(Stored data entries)
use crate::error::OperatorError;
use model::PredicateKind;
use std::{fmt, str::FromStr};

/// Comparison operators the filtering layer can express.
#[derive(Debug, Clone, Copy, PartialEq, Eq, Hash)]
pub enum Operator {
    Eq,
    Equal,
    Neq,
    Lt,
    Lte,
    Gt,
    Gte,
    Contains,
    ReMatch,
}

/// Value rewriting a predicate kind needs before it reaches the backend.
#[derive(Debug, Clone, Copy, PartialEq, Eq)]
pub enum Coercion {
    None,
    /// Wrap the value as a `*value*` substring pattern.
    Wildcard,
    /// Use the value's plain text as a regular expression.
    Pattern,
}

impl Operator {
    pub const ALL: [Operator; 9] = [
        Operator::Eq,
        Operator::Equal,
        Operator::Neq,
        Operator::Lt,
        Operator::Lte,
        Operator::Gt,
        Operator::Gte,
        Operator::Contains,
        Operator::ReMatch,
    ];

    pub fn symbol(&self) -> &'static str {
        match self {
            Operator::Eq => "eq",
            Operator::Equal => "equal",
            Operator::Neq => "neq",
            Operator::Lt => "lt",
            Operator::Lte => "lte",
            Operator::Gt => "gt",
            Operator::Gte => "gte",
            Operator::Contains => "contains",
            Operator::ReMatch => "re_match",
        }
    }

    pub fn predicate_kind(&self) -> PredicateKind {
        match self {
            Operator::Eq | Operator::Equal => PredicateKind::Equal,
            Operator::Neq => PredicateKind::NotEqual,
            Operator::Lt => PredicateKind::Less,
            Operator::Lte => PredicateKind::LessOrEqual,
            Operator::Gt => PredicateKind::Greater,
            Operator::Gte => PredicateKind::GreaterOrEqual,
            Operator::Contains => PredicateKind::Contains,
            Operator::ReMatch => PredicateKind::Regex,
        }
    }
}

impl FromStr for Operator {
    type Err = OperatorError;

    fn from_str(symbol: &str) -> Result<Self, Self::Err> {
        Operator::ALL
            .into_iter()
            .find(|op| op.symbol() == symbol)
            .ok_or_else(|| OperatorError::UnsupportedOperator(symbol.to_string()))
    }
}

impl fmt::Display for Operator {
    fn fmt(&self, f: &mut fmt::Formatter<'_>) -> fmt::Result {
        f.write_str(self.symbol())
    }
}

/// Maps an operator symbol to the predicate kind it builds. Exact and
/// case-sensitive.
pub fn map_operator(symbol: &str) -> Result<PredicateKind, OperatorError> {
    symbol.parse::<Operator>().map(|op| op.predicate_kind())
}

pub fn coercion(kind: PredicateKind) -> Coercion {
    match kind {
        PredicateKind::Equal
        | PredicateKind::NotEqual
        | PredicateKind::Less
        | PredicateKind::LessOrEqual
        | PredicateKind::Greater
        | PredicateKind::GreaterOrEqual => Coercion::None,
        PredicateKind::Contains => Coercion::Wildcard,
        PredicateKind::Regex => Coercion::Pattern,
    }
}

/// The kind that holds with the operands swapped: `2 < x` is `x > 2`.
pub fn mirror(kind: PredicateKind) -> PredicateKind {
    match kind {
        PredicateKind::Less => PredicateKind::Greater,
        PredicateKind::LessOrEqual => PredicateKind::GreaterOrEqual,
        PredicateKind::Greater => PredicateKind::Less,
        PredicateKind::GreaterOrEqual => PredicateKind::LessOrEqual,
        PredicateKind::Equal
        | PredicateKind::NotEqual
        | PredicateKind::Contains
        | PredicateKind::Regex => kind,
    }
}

...

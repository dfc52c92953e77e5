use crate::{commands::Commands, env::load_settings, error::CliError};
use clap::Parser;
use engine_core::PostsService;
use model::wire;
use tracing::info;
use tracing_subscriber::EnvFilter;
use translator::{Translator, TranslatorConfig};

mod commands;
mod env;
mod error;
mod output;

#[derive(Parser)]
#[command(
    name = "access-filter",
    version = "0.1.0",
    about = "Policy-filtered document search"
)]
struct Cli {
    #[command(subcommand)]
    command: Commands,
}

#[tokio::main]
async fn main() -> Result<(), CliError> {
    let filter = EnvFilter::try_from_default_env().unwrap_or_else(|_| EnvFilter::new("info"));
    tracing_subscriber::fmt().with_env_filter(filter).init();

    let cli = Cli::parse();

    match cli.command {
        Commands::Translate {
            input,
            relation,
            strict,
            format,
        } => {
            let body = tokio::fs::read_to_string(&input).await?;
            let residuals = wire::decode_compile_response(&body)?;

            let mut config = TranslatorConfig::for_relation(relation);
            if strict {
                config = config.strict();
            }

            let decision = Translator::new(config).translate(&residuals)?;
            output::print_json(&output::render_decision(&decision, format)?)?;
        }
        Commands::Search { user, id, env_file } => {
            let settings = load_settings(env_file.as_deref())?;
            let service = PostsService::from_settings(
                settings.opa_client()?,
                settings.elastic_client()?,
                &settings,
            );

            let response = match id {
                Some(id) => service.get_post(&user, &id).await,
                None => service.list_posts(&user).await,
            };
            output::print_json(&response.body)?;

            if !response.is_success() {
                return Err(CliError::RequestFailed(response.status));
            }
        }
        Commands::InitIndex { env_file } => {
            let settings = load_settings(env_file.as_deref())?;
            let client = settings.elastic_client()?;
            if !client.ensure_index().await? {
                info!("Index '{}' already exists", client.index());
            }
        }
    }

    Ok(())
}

### What is needed
If a line in the data above includes the string "FromStr", copy it.

### Exercise output
use std::{fmt, str::FromStr};
impl FromStr for Operator {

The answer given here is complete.